Similar to a plain integer 1337, a list containing an integer [1337] is an object that can be referred to by several, independent names. As above, n is m evaluates to True and m = [9001] does not change n.

However, certain operations on a name change the value seen by the name and all aliases.

# inplace add to m
m += [9001]

After this operation, m == [1337, 9001] and n is m still holds true. In fact, the value seen by n has also changed to [1337, 9001]. This appears to violate above behaviour, in which aliases did not influence each other.

This is because m += [9001] did not change what m refers to. It only change the content of the list that m (and the alias n) referred to. Both m and n still refer to the original list object, whose value was changed.

+- name m -+ -\
               \                  
                --> +- […] -+     +--- <@0> -+
               /    |    @0 |  -> |     1337 |
+- name n -+ -/     +-------+     +----------+

# m += [9001]

+- name m -+ -\
               \                  
                --> +- […] -+     +--- <@0> -++--- <@1> -+
               /    | @0 @1 |  -> |     1337 ||     9001 |
+- name n -+ -/     +-------+     +----------++----------+

Solution 2:

"Say I have an object stored in the variable a" - that is where you are going wrong.

Python objects are not stored in variables, they are referred to by variables.

a = [1, 2, 3]
b = a

a and b refer to the same object. The list object has a reference count of 2, since there are two names referring to it.

a = {'x': 'y'}

a no longer refers to the same list object, instead it now refers to a dict object. That decrements the reference count on the list object, but b still refers to it so the object's reference count is now 1.

b = None

That means that b now refers to the None object (which has a very high reference count, lots of names refer to None). The list object gets its reference count decremented again and it falls to zero. At this point the list object can be garbage collected and the memory freed (when that happens is not guaranteed).

See also sys.getrefcount

Solution 3:

In Python, all variables are stored in dictionaries, or structures which seem a lot like dictionaries (e.g. locals() can expose the current scope/namespace as a dictionary).

Note: PyObject* is a CPython concept. I am not sure how things work in other Python implementations.

So it is flawed to view Python variables like C's where they have precise memory locations. Their values are PyObject* (pointers, or memory locations), not the actual primitive values. Since variables themselves are just entries in a dictionary which point to PyObject* pointers, changing the value of variable is actually giving it a different memory address to point to.

In CPython, it is these PyObject* values which are used by id and is (a is b is the same as id(a) == id(b).)

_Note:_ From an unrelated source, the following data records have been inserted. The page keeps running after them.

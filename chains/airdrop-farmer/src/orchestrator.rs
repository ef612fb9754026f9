//! Sequences one user's farming run: airdrops, then wallets, then actions.
//!
//! Strictly sequential so a wallet never races itself on nonces. The stop
//! token is checked before every airdrop, wallet and action, and it also
//! interrupts waits and receipt polling.

use anyhow::{bail, Result};
use core_logic::{DelayConfig, FarmingStats};
use ethers::types::Address;
use std::collections::BTreeMap;
use std::sync::atomic::{AtomicBool, Ordering};
use std::sync::Arc;
use std::time::Duration;
use tokio::sync::RwLock;
use tokio::time::sleep;
use tokio_util::sync::CancellationToken;
use tracing::{debug, error, info, warn};

use crate::action::{ActionExecutor, ActionOutcome, ActionSpec, Platform};
use crate::catalog::{AirdropDefinition, Catalog};
use crate::chain::{sequence_nonces, ChainWallet, PreparedTx};
use crate::config::PlatformWaits;

/// Shared between the running task and whoever started it.
#[derive(Debug)]
pub struct ExecutionState {
    airdrops_to_execute: Vec<String>,
    statuses: RwLock<BTreeMap<String, bool>>,
    started: AtomicBool,
    finished: AtomicBool,
    stop: CancellationToken,
}

impl ExecutionState {
    pub fn new(airdrops_to_execute: Vec<String>) -> Self {
        Self::with_token(airdrops_to_execute, CancellationToken::new())
    }

    /// Stops when `stop` (or a parent token) is cancelled.
    pub fn with_token(airdrops_to_execute: Vec<String>, stop: CancellationToken) -> Self {
        Self {
            airdrops_to_execute,
            statuses: RwLock::new(BTreeMap::new()),
            started: AtomicBool::new(false),
            finished: AtomicBool::new(false),
            stop,
        }
    }

    pub fn airdrops_to_execute(&self) -> &[String] {
        &self.airdrops_to_execute
    }

    pub fn request_stop(&self) {
        self.stop.cancel();
    }

    pub fn stop_requested(&self) -> bool {
        self.stop.is_cancelled()
    }

    pub fn is_finished(&self) -> bool {
        self.finished.load(Ordering::SeqCst)
    }

    pub async fn statuses(&self) -> BTreeMap<String, bool> {
        self.statuses.read().await.clone()
    }

    pub fn stop_token(&self) -> &CancellationToken {
        &self.stop
    }

    fn is_selected(&self, name: &str) -> bool {
        self.airdrops_to_execute.iter().any(|n| n == name)
    }
}

/// What the caller needs for its user-facing summary.
#[derive(Debug, Clone, Default, PartialEq)]
pub struct RunReport {
    pub statuses: BTreeMap<String, bool>,
    pub stopped: bool,
    /// Per action, across every wallet
    pub stats: FarmingStats,
}

impl RunReport {
    pub fn succeeded(&self) -> Vec<&str> {
        self.with_status(true)
    }

    pub fn failed(&self) -> Vec<&str> {
        self.with_status(false)
    }

    fn with_status(&self, wanted: bool) -> Vec<&str> {
        self.statuses
            .iter()
            .filter(|(_, ok)| **ok == wanted)
            .map(|(name, _)| name.as_str())
            .collect()
    }

    pub fn summary(&self) -> String {
        if self.stopped {
            return "Farming was stopped.".to_string();
        }
        let mut lines = Vec::new();
        if !self.succeeded().is_empty() {
            lines.push(format!(
                "Airdrops completed successfully: {}",
                self.succeeded().join(", ")
            ));
        }
        if !self.failed().is_empty() {
            lines.push(format!(
                "Airdrops with errors (check the logs): {}",
                self.failed().join(", ")
            ));
        }
        if lines.is_empty() {
            lines.push("No airdrop was executed.".to_string());
        }
        lines.join("\n")
    }
}

/// Waits between actions: a random window, or a fixed wait per platform.
#[derive(Debug, Clone, Default)]
pub struct DelayPolicy {
    pub window: DelayConfig,
    pub per_platform: PlatformWaits,
}

impl DelayPolicy {
    pub fn none() -> Self {
        Self {
            window: DelayConfig::none(),
            per_platform: PlatformWaits::default(),
        }
    }

    pub fn after(&self, platform: Option<Platform>) -> Duration {
        match platform.and_then(|p| self.per_platform.get(p)) {
            Some(secs) => Duration::from_secs(secs),
            None => self.window.random_delay(),
        }
    }
}

enum AirdropRun {
    Completed(bool),
    Stopped,
}

pub struct Orchestrator {
    catalog: Arc<Catalog>,
    wallets: Vec<ChainWallet>,
    executor: Arc<dyn ActionExecutor>,
    delays: DelayPolicy,
}

impl Orchestrator {
    pub fn new(
        catalog: Arc<Catalog>,
        wallets: Vec<ChainWallet>,
        executor: Arc<dyn ActionExecutor>,
    ) -> Self {
        Self {
            catalog,
            wallets,
            executor,
            delays: DelayPolicy::default(),
        }
    }

    pub fn with_delays(mut self, delays: DelayPolicy) -> Self {
        self.delays = delays;
        self
    }

    pub fn active_airdrops(&self) -> Vec<&AirdropDefinition> {
        self.catalog.active()
    }

    pub fn wallets(&self) -> &[ChainWallet] {
        &self.wallets
    }

    /// Runs every selected, activated airdrop for every wallet.
    ///
    /// Action failures never abort the run. `state` is finished when this
    /// returns; a state that already ran is refused.
    pub async fn run(&self, state: &ExecutionState) -> Result<RunReport> {
        if state.started.swap(true, Ordering::SeqCst) {
            bail!("A farming run is already in progress or done for this state");
        }

        let mut stats = FarmingStats::default();
        self.run_airdrops(state, &mut stats).await;
        state.finished.store(true, Ordering::SeqCst);

        let report = RunReport {
            statuses: state.statuses().await,
            stopped: state.stop_requested(),
            stats,
        };
        info!(
            target: "farm_result",
            "Run finished: {} airdrop(s) recorded, {} action(s) succeeded, {} failed{}",
            report.statuses.len(),
            report.stats.success,
            report.stats.failed,
            if report.stopped { " (stopped)" } else { "" }
        );
        Ok(report)
    }

    async fn run_airdrops(&self, state: &ExecutionState, stats: &mut FarmingStats) {
        if self.catalog.has_discord_action() {
            if let Err(e) = self.executor.connect_discord().await {
                error!("Could not connect to Discord: {:#}", e);
            }
        }

        let selected: Vec<&AirdropDefinition> = self
            .catalog
            .airdrops()
            .iter()
            .filter(|a| a.is_activated && state.is_selected(&a.name))
            .collect();
        if selected.is_empty() {
            info!("No airdrop to execute");
            return;
        }

        for (i, airdrop) in selected.iter().enumerate() {
            if state.stop_requested() {
                return;
            }
            info!("Executing actions for {} airdrop", airdrop.name);

            match self.execute_airdrop(airdrop, state, stats).await {
                AirdropRun::Completed(success) => {
                    state
                        .statuses
                        .write()
                        .await
                        .insert(airdrop.name.clone(), success);
                    info!("Finished actions for {} airdrop", airdrop.name);
                }
                AirdropRun::Stopped => {
                    warn!("Farming stopped during {} airdrop", airdrop.name);
                    return;
                }
            }

            if i + 1 < selected.len() && !self.pause(None, state).await {
                return;
            }
        }
    }

    async fn execute_airdrop(
        &self,
        airdrop: &AirdropDefinition,
        state: &ExecutionState,
        stats: &mut FarmingStats,
    ) -> AirdropRun {
        let actions: Vec<&ActionSpec> = airdrop.active_actions().collect();
        if actions.is_empty() {
            info!("No active actions found for {} airdrop.", airdrop.name);
            return AirdropRun::Completed(false);
        }

        let mut success = true;
        for wallet in &self.wallets {
            if state.stop_requested() {
                return AirdropRun::Stopped;
            }
            for (i, action) in actions.iter().enumerate() {
                if state.stop_requested() {
                    return AirdropRun::Stopped;
                }

                let ok = self.execute_action(airdrop, action, wallet, state).await;
                stats.record(ok);
                success &= ok;

                if i + 1 < actions.len() && !self.pause(Some(action.platform()), state).await {
                    return AirdropRun::Stopped;
                }
            }
        }
        AirdropRun::Completed(success)
    }

    async fn execute_action(
        &self,
        airdrop: &AirdropDefinition,
        action: &ActionSpec,
        wallet: &ChainWallet,
        state: &ExecutionState,
    ) -> bool {
        info!(
            "Executing action '{}' for {} airdrop with {}",
            action.label(),
            airdrop.name,
            wallet.checksum()
        );

        match self.executor.execute(action, wallet, state.stop_token()).await {
            Ok(outcome) => {
                log_outcome(airdrop, action, &outcome);
                outcome.is_success()
            }
            Err(e) => {
                error!(
                    target: "farm_result",
                    "FAILED An error occurred while executing {} action for {} airdrop : {:#}",
                    action.platform(),
                    airdrop.name,
                    e
                );
                debug!("{:?}", e);
                false
            }
        }
    }

    /// `false` when the wait was interrupted by a stop request.
    async fn pause(&self, platform: Option<Platform>, state: &ExecutionState) -> bool {
        let wait = self.delays.after(platform);
        if wait.is_zero() {
            tokio::task::yield_now().await;
            return !state.stop_requested();
        }

        info!(
            "Waiting for {} seconds before executing the next {}",
            wait.as_secs(),
            if platform.is_some() { "action" } else { "airdrop" }
        );
        tokio::select! {
            _ = state.stop.cancelled() => false,
            _ = sleep(wait) => true,
        }
    }

    /// Builds the unsigned transactions of the named airdrops' `defi`
    /// actions for `address`, with their fee preview.
    pub async fn prepare_transactions(
        &self,
        airdrop_names: &[String],
        address: Address,
    ) -> Vec<PreparedTx> {
        info!("Preparing DeFi transactions");
        let wallet = ChainWallet::watch_only(address);
        let cancel = CancellationToken::new();
        let mut prepared = Vec::new();

        for name in airdrop_names {
            let airdrop = match self.catalog.get(name) {
                Some(airdrop) => airdrop,
                None => {
                    error!("Airdrop {} not found", name);
                    continue;
                }
            };
            if !airdrop.is_activated {
                continue;
            }

            for action in airdrop
                .active_actions()
                .filter(|a| a.platform() == Platform::Defi)
            {
                match self.executor.execute(action, &wallet, &cancel).await {
                    Ok(ActionOutcome::Prepared(txs)) => prepared.extend(txs),
                    Ok(other) => warn!(
                        "{} of {} produced no transaction: {:?}",
                        action.label(),
                        name,
                        other
                    ),
                    Err(e) => error!("Cannot prepare {} of {}: {:#}", action.label(), name, e),
                }
            }
        }
        sequence_nonces(&mut prepared);
        prepared
    }
}

fn log_outcome(airdrop: &AirdropDefinition, action: &ActionSpec, outcome: &ActionOutcome) {
    let label = action.label();
    match outcome {
        ActionOutcome::Submitted {
            success: true,
            explorer_link,
            ..
        } => info!(
            target: "farm_result",
            "SUCCESS {} for {} airdrop : {}", label, airdrop.name, explorer_link
        ),
        ActionOutcome::Submitted {
            success: false,
            explorer_link,
            ..
        } => warn!(
            target: "farm_result",
            "FAILED {} for {} airdrop reverted : {}", label, airdrop.name, explorer_link
        ),
        ActionOutcome::Prepared(txs) => info!(
            target: "farm_result",
            "Prepared {} unsigned transaction(s) for {} of {} airdrop",
            txs.len(),
            label,
            airdrop.name
        ),
        ActionOutcome::Completed(true) => info!(
            target: "farm_result",
            "SUCCESS {} for {} airdrop", label, airdrop.name
        ),
        ActionOutcome::Completed(false) => warn!(
            target: "farm_result",
            "FAILED {} for {} airdrop did not complete", label, airdrop.name
        ),
        ActionOutcome::NoResult => error!(
            target: "farm_result",
            "FAILED Due to an error while executing {} action for {} airdrop, skipping this action.",
            action.platform(),
            airdrop.name
        ),
    }
}

#[cfg(test)]
mod tests {
    use super::*;

    #[test]
    fn test_report_summary() {
        let mut report = RunReport::default();
        assert_eq!(report.summary(), "No airdrop was executed.");

        report.statuses.insert("Scroll".into(), true);
        report.statuses.insert("Base".into(), false);
        let summary = report.summary();
        assert!(summary.contains("successfully: Scroll"));
        assert!(summary.contains("errors (check the logs): Base"));

        report.stopped = true;
        assert_eq!(report.summary(), "Farming was stopped.");
    }

    #[test]
    fn test_platform_wait_overrides_window() {
        let delays = DelayPolicy {
            window: DelayConfig::new(5, 5),
            per_platform: PlatformWaits {
                twitter: Some(3000),
                ..Default::default()
            },
        };
        assert_eq!(delays.after(Some(Platform::Twitter)), Duration::from_secs(3000));
        assert_eq!(delays.after(Some(Platform::Defi)), Duration::from_secs(5));
        assert_eq!(delays.after(None), Duration::from_secs(5));
        assert!(DelayPolicy::none().after(Some(Platform::Discord)).is_zero());
    }
}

For example, let's consider the simple line of code:

# x: int
x += 1

Actually changes the memory location associated with the variable. This is because it follows the following logic:

LOAD_FAST (x)
LOAD_CONST (1)
INPLACE_ADD
STORE_FAST (x)

Which is the bytecode which roughly says:

  1. Lookup the value of x. Which is a (in CPython) PyObject* which points to PyLongLong or such (an int from the Python userland)

  2. Load a value from a constant memory address

  3. Add the two values. This will result in a new PyObject* which is also an int
  4. Set the value associated with x to be this new pointer

TL;DR: everything, including primitives, in Python is an object. Variables don't store values per se, but instead the pointers which box them. Reassigning a variable changes the pointer associated with that name, not update the memory held in that location.